We were recently retained at a 250 bed hospital in the southeast for a productivity study. Of the many areas we examined, one involved hourly rounds (which have been incorporated into VHA’s Return to Care). 

At this facility, their push to make hourly rounds was a new initiative – pro-actively asking the patients whether they are in need of any assistance, making sure they are comfortable –  in some cases making sure they get up and ambulate, perhaps taking them to the restroom if necessary, and so on.  And there was initial staff resistance because, at face value, it just added to the workload.  

When hospital management asked us to help monitor the impact, two notable items emerged. First of all, our measurements revealed that there was a 30-40% reduction in call lights after the rounds had been fully in place.  And second, after the three-month mark, we also saw a notable improvement in patient satisfaction scores. 

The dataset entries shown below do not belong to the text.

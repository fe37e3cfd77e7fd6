// Error types for the Vendra platform core

use thiserror::Error;

/// Errors produced while resolving a request's platform target or binding
/// contracts to concrete implementations.
///
/// The taxonomy distinguishes configuration defects (wrong deployment, never
/// retried) from client input errors (correctable by the caller).
#[derive(Error, Debug)]
pub enum Error {
    /// The request path did not match `api/{version}/*` for any configured
    /// API version. A deployment defect, not a client condition.
    #[error("no configured API version matches path: {0}")]
    InvalidVersion(String),

    /// The platform selector header was absent or empty.
    #[error("missing platform header: {0}")]
    MissingPlatform(String),

    /// The platform selector header carried an unrecognized value.
    #[error("unknown platform '{value}', expected one of: {expected}")]
    UnknownPlatform { value: String, expected: String },

    /// No concrete implementation is registered for the contract on the
    /// resolved platform. A deployment defect.
    #[error("no implementation of '{contract}' registered for platform '{platform}'")]
    NoImplementationFound { contract: String, platform: String },

    /// Two concretes declared the same platform for one contract. Rejected at
    /// registration time so lookups never have to disambiguate.
    #[error("duplicate binding of '{contract}' for platform '{platform}'")]
    DuplicateBinding { contract: String, platform: String },

    #[error("provider not found: {0}")]
    ProviderNotFound(String),

    #[error("internal error: {0}")]
    Internal(String),
}

impl Error {
    /// HTTP status code a host server should surface this error with.
    pub fn status_code(&self) -> u16 {
        match self {
            // Client input errors
            Error::MissingPlatform(_) => 400,
            Error::UnknownPlatform { .. } => 400,

            // Configuration errors surface as server failures
            Error::InvalidVersion(_) => 500,
            Error::NoImplementationFound { .. } => 500,
            Error::DuplicateBinding { .. } => 500,
            Error::ProviderNotFound(_) => 500,
            Error::Internal(_) => 500,
        }
    }

    /// Check if this is a client error (4xx)
    pub fn is_client_error(&self) -> bool {
        (400..500).contains(&self.status_code())
    }

    /// Check if this is a server error (5xx)
    pub fn is_server_error(&self) -> bool {
        self.status_code() >= 500
    }
}

#[cfg(test)]
mod tests {
    use super::*;

    #[test]
    fn platform_errors_are_client_errors() {
        assert!(Error::MissingPlatform("x-platform".into()).is_client_error());
        assert!(
            Error::UnknownPlatform {
                value: "tv".into(),
                expected: "web, mobile".into(),
            }
            .is_client_error()
        );
    }

    #[test]
    fn configuration_errors_are_server_errors() {
        assert!(Error::InvalidVersion("/api/v9/orders".into()).is_server_error());
        assert!(
            Error::NoImplementationFound {
                contract: "AuthService".into(),
                platform: "mobile".into(),
            }
            .is_server_error()
        );
    }

    #[test]
    fn unknown_platform_message_enumerates_valid_set() {
        let err = Error::UnknownPlatform {
            value: "desktop".into(),
            expected: "web, mobile".into(),
        };
        let message = err.to_string();
        assert!(message.contains("web, mobile"));
        assert!(message.contains("desktop"));
    }
}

Spending more time at the bedside is desirable and logical for improving patient outcomes – in most of the facilities we analyze, the nurses are disproportionately consumed with activities such as getting supplies, finding equipment and charting/documentation –  yet, like so many other “logical” conclusions in the healthcare environment, it’s often difficult to achieve the proper buy-in to successfully institute the change. 

In this case, a few basic measurements went a long way in enabling our client to quantify the value on the 4,000 some rounds occurring every day, including a decrease in the variable demand for attention by the patient, and a proactive approach in securing a healthy patient outcome.